▸ **Exercise**
After reading the entries below, copy word for word the lines from the first through the line containing "self.path.push(node);", and stop there.

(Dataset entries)

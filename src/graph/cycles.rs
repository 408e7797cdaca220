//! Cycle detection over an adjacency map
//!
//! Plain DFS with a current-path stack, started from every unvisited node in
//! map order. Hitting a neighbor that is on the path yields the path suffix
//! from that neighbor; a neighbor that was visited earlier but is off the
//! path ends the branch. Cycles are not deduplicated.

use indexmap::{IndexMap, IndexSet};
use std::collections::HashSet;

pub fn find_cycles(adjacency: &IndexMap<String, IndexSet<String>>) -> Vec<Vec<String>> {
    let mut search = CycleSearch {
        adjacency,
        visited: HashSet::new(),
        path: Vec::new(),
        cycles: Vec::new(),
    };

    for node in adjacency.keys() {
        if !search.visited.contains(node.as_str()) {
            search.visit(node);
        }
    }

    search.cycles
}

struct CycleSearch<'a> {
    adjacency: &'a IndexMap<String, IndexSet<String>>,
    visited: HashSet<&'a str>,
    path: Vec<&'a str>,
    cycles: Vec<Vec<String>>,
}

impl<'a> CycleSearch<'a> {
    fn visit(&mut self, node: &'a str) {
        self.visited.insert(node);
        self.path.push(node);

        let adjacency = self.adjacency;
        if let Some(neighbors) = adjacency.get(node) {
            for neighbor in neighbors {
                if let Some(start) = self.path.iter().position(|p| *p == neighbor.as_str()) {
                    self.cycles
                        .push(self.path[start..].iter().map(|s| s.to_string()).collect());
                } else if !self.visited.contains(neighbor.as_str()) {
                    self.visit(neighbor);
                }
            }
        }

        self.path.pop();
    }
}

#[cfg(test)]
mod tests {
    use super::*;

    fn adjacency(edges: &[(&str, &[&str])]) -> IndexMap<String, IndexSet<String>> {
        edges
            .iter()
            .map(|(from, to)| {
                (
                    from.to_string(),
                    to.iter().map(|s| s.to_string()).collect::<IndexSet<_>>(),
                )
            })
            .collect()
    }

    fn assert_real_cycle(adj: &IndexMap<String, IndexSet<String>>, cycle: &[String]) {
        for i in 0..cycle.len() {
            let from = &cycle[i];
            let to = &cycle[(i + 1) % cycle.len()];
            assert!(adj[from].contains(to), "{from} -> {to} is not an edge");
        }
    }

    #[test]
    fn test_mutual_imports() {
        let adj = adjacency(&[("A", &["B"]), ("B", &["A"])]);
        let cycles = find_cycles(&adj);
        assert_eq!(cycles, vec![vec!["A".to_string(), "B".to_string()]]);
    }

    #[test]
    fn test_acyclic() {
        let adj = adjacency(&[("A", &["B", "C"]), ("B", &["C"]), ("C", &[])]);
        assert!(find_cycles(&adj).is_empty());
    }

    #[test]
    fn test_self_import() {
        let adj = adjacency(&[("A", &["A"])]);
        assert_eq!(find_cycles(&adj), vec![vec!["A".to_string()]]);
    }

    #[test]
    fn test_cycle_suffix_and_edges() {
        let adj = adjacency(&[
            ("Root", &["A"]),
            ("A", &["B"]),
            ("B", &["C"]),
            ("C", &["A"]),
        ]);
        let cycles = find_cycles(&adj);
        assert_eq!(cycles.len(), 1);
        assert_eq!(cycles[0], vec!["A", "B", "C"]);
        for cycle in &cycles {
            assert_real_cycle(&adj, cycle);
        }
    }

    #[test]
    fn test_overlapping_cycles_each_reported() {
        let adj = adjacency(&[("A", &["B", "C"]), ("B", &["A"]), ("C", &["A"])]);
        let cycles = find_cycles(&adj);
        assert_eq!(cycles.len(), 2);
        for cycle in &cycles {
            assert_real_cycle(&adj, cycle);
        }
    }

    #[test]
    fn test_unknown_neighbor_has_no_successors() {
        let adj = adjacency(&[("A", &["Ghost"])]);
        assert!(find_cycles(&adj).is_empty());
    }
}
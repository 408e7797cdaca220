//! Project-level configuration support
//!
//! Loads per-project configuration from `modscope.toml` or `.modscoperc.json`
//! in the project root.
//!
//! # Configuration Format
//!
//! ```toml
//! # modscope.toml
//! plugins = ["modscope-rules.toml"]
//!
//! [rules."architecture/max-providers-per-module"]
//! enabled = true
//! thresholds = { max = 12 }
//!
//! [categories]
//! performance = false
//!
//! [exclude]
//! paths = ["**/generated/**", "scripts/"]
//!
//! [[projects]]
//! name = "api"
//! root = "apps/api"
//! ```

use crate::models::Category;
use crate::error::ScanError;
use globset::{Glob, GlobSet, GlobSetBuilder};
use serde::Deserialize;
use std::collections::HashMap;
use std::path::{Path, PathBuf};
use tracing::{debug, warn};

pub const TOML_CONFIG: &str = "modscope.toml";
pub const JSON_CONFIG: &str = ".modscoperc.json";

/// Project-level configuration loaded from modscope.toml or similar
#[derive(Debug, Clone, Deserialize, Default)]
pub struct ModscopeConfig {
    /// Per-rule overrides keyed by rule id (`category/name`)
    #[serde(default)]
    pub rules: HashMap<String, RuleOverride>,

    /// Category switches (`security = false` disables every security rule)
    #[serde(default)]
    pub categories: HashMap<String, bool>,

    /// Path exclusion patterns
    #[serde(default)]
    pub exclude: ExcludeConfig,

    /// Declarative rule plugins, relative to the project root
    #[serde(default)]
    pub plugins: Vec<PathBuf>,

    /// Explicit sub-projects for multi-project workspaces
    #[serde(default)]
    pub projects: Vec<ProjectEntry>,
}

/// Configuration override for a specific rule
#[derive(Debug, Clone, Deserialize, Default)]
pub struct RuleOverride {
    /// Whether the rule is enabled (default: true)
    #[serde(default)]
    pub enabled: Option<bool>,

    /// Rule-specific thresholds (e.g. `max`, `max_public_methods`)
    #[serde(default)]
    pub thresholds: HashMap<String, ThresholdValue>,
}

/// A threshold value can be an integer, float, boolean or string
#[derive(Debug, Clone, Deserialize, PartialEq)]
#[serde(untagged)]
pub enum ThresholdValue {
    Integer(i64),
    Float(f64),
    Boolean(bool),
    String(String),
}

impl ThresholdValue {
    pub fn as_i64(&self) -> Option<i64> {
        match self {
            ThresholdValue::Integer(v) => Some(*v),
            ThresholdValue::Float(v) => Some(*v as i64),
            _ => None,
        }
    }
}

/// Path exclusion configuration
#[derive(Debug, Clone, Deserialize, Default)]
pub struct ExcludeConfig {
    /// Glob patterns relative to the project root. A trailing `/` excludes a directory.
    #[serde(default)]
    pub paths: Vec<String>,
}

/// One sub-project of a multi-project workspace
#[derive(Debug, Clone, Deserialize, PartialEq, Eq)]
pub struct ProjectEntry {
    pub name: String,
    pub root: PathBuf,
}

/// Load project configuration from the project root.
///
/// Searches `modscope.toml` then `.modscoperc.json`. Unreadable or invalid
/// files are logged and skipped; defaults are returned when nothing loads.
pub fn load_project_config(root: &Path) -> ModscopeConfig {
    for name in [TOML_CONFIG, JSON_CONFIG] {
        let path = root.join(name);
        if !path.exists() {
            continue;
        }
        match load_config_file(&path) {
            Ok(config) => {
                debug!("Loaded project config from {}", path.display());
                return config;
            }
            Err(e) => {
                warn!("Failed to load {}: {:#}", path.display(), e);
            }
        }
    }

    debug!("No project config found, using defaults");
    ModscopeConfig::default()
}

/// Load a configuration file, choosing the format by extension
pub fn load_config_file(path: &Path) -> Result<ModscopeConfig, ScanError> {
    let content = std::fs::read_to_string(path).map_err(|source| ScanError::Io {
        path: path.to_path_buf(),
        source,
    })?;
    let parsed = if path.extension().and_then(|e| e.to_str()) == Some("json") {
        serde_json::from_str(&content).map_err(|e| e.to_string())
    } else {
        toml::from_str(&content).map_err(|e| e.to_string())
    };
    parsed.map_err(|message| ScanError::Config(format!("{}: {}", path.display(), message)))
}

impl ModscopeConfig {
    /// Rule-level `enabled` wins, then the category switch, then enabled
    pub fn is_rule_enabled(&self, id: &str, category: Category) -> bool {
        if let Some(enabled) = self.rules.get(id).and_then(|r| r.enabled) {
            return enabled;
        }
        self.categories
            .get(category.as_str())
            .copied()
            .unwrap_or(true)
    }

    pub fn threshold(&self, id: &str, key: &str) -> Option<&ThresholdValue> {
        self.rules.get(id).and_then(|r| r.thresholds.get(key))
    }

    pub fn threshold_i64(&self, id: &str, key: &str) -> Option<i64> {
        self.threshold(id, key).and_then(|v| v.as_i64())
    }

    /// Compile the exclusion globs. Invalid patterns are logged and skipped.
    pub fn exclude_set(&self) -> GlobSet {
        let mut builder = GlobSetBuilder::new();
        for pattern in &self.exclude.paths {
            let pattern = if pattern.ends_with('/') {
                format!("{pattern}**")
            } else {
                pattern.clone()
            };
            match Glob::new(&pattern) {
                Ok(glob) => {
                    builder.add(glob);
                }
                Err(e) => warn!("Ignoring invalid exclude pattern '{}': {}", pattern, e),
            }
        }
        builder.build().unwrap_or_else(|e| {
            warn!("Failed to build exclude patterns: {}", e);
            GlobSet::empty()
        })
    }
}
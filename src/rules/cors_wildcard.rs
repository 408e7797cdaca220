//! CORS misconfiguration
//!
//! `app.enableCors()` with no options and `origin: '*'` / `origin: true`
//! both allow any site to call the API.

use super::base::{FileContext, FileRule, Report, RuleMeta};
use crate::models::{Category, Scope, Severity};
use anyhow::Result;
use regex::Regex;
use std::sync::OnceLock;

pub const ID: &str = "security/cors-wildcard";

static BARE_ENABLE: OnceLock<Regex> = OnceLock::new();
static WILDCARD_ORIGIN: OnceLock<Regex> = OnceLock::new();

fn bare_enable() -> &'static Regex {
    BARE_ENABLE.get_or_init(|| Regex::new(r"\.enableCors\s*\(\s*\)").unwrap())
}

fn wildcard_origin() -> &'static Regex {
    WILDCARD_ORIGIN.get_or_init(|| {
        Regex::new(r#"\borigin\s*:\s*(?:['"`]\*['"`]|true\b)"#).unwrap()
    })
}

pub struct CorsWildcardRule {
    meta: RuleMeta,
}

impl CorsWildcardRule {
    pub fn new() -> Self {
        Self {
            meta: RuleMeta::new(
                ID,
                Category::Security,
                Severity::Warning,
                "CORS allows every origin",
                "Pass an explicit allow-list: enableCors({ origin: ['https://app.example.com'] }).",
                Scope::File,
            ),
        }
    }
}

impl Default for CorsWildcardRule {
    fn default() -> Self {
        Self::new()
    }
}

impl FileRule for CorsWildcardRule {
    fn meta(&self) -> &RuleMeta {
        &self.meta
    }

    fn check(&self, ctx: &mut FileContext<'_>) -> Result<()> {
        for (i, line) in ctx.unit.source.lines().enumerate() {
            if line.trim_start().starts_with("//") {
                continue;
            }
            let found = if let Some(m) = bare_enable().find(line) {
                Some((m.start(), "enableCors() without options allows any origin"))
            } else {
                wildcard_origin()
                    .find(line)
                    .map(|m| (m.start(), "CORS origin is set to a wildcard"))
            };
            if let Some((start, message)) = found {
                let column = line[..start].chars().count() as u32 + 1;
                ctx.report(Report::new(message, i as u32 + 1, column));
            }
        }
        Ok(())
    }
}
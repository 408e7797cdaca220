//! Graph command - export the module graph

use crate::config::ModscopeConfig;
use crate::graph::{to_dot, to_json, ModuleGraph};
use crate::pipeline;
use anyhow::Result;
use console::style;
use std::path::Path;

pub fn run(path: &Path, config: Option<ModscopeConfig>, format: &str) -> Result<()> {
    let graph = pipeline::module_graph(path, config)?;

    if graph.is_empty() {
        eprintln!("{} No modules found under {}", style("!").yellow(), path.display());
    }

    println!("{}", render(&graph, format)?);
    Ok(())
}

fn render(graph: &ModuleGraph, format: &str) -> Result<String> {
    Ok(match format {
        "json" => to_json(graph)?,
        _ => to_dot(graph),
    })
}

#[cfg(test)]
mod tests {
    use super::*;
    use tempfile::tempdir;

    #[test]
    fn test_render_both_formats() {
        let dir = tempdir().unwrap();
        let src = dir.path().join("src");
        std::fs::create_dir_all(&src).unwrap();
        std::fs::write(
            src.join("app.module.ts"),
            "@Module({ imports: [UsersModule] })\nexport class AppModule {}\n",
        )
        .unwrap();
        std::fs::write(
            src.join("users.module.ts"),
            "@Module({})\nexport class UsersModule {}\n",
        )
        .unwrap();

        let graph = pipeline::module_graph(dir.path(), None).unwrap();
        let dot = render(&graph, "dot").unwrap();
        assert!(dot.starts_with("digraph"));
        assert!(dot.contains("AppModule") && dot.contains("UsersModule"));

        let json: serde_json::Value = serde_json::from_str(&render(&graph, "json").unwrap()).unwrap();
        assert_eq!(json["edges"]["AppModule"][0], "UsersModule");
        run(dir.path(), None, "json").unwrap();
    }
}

▸ **Finished exercise**
filename src/graph/cycles.rs
repository 408e7797cdaca220
//! Cycle detection over an adjacency map
//!
//! Plain DFS with a current-path stack, started from every unvisited node in
//! map order. Hitting a neighbor that is on the path yields the path suffix
//! from that neighbor; a neighbor that was visited earlier but is off the
//! path ends the branch. Cycles are not deduplicated.

use indexmap::{IndexMap, IndexSet};
use std::collections::HashSet;

pub fn find_cycles(adjacency: &IndexMap<String, IndexSet<String>>) -> Vec<Vec<String>> {
    let mut search = CycleSearch {
        adjacency,
        visited: HashSet::new(),
        path: Vec::new(),
        cycles: Vec::new(),
    };

    for node in adjacency.keys() {
        if !search.visited.contains(node.as_str()) {
            search.visit(node);
        }
    }

    search.cycles
}

struct CycleSearch<'a> {
    adjacency: &'a IndexMap<String, IndexSet<String>>,
    visited: HashSet<&'a str>,
    path: Vec<&'a str>,
    cycles: Vec<Vec<String>>,
}

impl<'a> CycleSearch<'a> {
    fn visit(&mut self, node: &'a str) {
        self.visited.insert(node);
        self.path.push(node);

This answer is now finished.